Cleaning HTML content in PreConversion for Summary
I am currently trying to delete content between certain tags of an HTML source in PreConversion. The Summary tab under "Details" in the CES Index Browser currently shows information unrelated to the documents, and as I understand it, cleaning HTML in PreConversion will prevent Coveo from putting that information in the Summary. My code looks as follows:
string body = preConversion.InputDocument.ReadByteString(preConversion.InputDocument.BytesCount, Charsets.CP1252_CHARSET); // Do deletion modifications to body preConversion.InputDocument.WriteAsByteString(body, Charsets.CP1252_CHARSET); // throws InvalidCastException
The line where I try to write back to the InputDocument throws an InvalidCastException when a document is run through the preconverter. I have validated that the HTML body is successfully extracted and the deletion operation is performed, but it always fails on the last line. Why is this the case?
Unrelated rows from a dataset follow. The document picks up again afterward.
// Copyright 2025 the Landmark Map Authors
// SPDX-License-Identifier: Apache-2.0 OR MIT

//! Fuzzy search over capabilities, landmarks and organizations.
//!
//! Each record is scored field by field. A field's quality is its fuzzy
//! match score relative to the query matched against itself, clamped to
//! `[0, 1]`. Fields below `1 - threshold` do not count. The record's
//! relevance is the weighted sum of its counting fields divided by the sum
//! of all weights, so a perfect name match outranks a perfect description
//! match.

use core::fmt;

use fuzzy_matcher::FuzzyMatcher;
use fuzzy_matcher::skim::SkimMatcherV2;

use crate::load::Dataset;
use crate::model::{Capability, Landmark, Organization};
use crate::url_state::EntityKind;

/// Default number of hits returned by [`Searcher::search`].
pub const DEFAULT_SEARCH_LIMIT: usize = 10;

/// Field weights and match tolerance.
#[derive(Clone, Copy, Debug, PartialEq)]
pub struct SearchOptions {
    /// Weight of the name.
    pub name_weight: f64,
    /// Weight of the best matching tag.
    pub tags_weight: f64,
    /// Weight of the description.
    pub description_weight: f64,
    /// How far below a perfect match a field may score and still count,
    /// from `0` (exact only) to `1` (anything in order).
    pub threshold: f64,
    /// Queries shorter than this, after trimming, return nothing.
    pub min_query_chars: usize,
}

impl Default for SearchOptions {
    fn default() -> Self {
        Self {
            name_weight: 2.0,
            tags_weight: 1.5,
            description_weight: 1.0,
            threshold: 0.4,
            min_query_chars: 2,
        }
    }
}

/// A record matched by a search.
#[derive(Clone, Copy, Debug, PartialEq)]
pub enum SearchItem<'a> {
    /// A capability region.
    Capability(&'a Capability),
    /// A paper, model, tool or benchmark.
    Landmark(&'a Landmark),
    /// A lab or company.
    Organization(&'a Organization),
}

impl SearchItem<'_> {
    /// Kind of the matched record.
    #[must_use]
    pub fn kind(&self) -> EntityKind {
        match self {
            Self::Capability(_) => EntityKind::Capability,
            Self::Landmark(_) => EntityKind::Landmark,
            Self::Organization(_) => EntityKind::Organization,
        }
    }

    /// Id of the matched record.
    #[must_use]
    pub fn id(&self) -> &str {
        match self {
            Self::Capability(c) => &c.id,
            Self::Landmark(l) => &l.id,
            Self::Organization(o) => &o.id,
        }
    }

    /// Display name of the matched record.
    #[must_use]
    pub fn name(&self) -> &str {
        match self {
            Self::Capability(c) => &c.name,
            Self::Landmark(l) => &l.name,
            Self::Organization(o) => &o.name,
        }
    }
}

/// One search result.
#[derive(Clone, Copy, Debug, PartialEq)]
pub struct SearchHit<'a> {
    /// The matched record.
    pub item: SearchItem<'a>,
    /// In `(0, 1]`; higher is better.
    pub relevance: f64,
}

/// Runs weighted fuzzy queries against a [`Dataset`].
pub struct Searcher {
    matcher: SkimMatcherV2,
    options: SearchOptions,
}

impl fmt::Debug for Searcher {
    fn fmt(&self, f: &mut fmt::Formatter<'_>) -> fmt::Result {
        f.debug_struct("Searcher")
            .field("options", &self.options)
            .finish_non_exhaustive()
    }
}

impl Default for Searcher {
    fn default() -> Self {
        Self::new(SearchOptions::default())
    }
}

impl Searcher {
    /// Creates a searcher with `options`.
    #[must_use]
    pub fn new(options: SearchOptions) -> Self {
        Self {
            matcher: SkimMatcherV2::default(),
            options,
        }
    }

    /// Weights and tolerance in use.
    #[must_use]
    pub fn options(&self) -> &SearchOptions {
        &self.options
    }

    /// Up to `limit` hits for `query`, best first.
    ///
    /// Ties keep dataset order: capabilities, then landmarks, then
    /// organizations, each in file order. Matching ignores case.
    #[must_use]
    pub fn search<'a>(&self, dataset: &'a Dataset, query: &str, limit: usize) -> Vec<SearchHit<'a>> {
        let query = query.trim().to_lowercase();
        if limit == 0 || query.chars().count() < self.options.min_query_chars {
            return Vec::new();
        }
        let Some(perfect) = self
            .matcher
            .fuzzy_match(&query, &query)
            .filter(|&score| score > 0)
        else {
            return Vec::new();
        };
        let scorer = Scorer {
            matcher: &self.matcher,
            options: &self.options,
            query: &query,
            perfect: perfect as f64,
        };

        let capabilities = dataset.capabilities().iter().map(|c| {
            let relevance = scorer.relevance(&c.name, &[], &c.description);
            (SearchItem::Capability(c), relevance)
        });
        let landmarks = dataset.landmarks().iter().map(|l| {
            let relevance = scorer.relevance(&l.name, &l.tags, &l.description);
            (SearchItem::Landmark(l), relevance)
        });
        let organizations = dataset.organizations().iter().map(|o| {
            let relevance = scorer.relevance(&o.name, &[], &o.description);
            (SearchItem::Organization(o), relevance)
        });

        let mut hits: Vec<SearchHit<'a>> = capabilities
            .chain(landmarks)
            .chain(organizations)
            .filter(|(_, relevance)| *relevance > 0.0)
            .map(|(item, relevance)| SearchHit { item, relevance })
            .collect();
        hits.sort_by(|a, b| b.relevance.total_cmp(&a.relevance));
        hits.truncate(limit);
        log::debug!("search `{query}`: {} hits", hits.len());
        hits
    }
}

struct Scorer<'s> {
    matcher: &'s SkimMatcherV2,
    options: &'s SearchOptions,
    query: &'s str,
    perfect: f64,
}

impl Scorer<'_> {
    /// Match quality of `text` in `[0, 1]`, or `0` when below threshold.
    fn quality(&self, text: &str) -> f64 {
        let Some(score) = self.matcher.fuzzy_match(text, self.query) else {
            return 0.0;
        };
        let quality = (score as f64 / self.perfect).clamp(0.0, 1.0);
        if quality >= 1.0 - self.options.threshold {
            quality
        } else {
            0.0
        }
    }

    fn relevance(&self, name: &str, tags: &[String], description: &str) -> f64 {
        let o = self.options;
        let total = o.name_weight + o.tags_weight + o.description_weight;
        if total <= 0.0 {
            return 0.0;
        }
        let tag = tags
            .iter()
            .map(|t| self.quality(t))
            .fold(0.0, f64::max);
        (o.name_weight * self.quality(name)
            + o.tags_weight * tag
            + o.description_weight * self.quality(description))
            / total
    }
}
This task should be done in a custom converter instead.
We already have an example code to do this: https://developers.coveo.com/display/Converter/Modifying+an+HTML+Document
It misses instructions to associate it to your source however. You should add the converter first. Then, create a new document type set. In the new document type set, modify the the HTML document type and set your custom converter. Then in your source, set the new document type set. Rebuild.
I hope this helps.